### PROBLEM REQUIREMENTS
Look down the entries below and report how many lines hold the string "constants"; write nothing else.
━━━━━ EXERCISE DATA
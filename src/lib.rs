//! fieldnote - offline-first replica and sync engine
//!
//! This library keeps a full local replica of a user's notes, checklists and
//! kanban boards, records every local write in a durable mutation queue, and
//! reconciles both with a remote REST store in the background.
//!
//! # Modules
//!
//! * [`config`] - Application configuration management
//! * [`entities`] - SeaORM models, one table per synchronized kind
//! * [`kinds`] - Registry describing how each kind syncs
//! * [`replica`] - The local replica and its change notifications
//! * [`queue`] - The mutation queue
//! * [`remote`] - Remote API abstraction and its HTTP client
//! * [`sync`] - Push and pull engines, local write path and scheduler
//! * [`storage`] - Database connection and schema migrations

/// Configuration module for managing application settings
pub mod config;

/// Application constants and default values
pub mod constants;

/// SeaORM entity models for database tables
pub mod entities;

/// Entity-kind registry
pub mod kinds;

/// Logging setup and the in-memory log ring
pub mod logger;

/// Durable queue of local writes awaiting confirmation
pub mod queue;

/// Remote store abstraction
pub mod remote;

/// Local replica access
pub mod replica;

/// Repository layer for database operations
pub mod repositories;

/// Authenticated user session
pub mod session;

/// Local storage layer
pub mod storage;

/// Synchronization engine for keeping local and remote data in sync
pub mod sync;

/// Utility functions for timestamps and other helpers
pub mod utils;

// Re-export entity models for convenient access
pub use entities::{board, board_card, board_column, checklist, checklist_item, container, document, label};
pub use kinds::EntityKind;
pub use sync::{SyncOutcome, SyncService};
━━━━━━━━━━
### TASK RESULT
2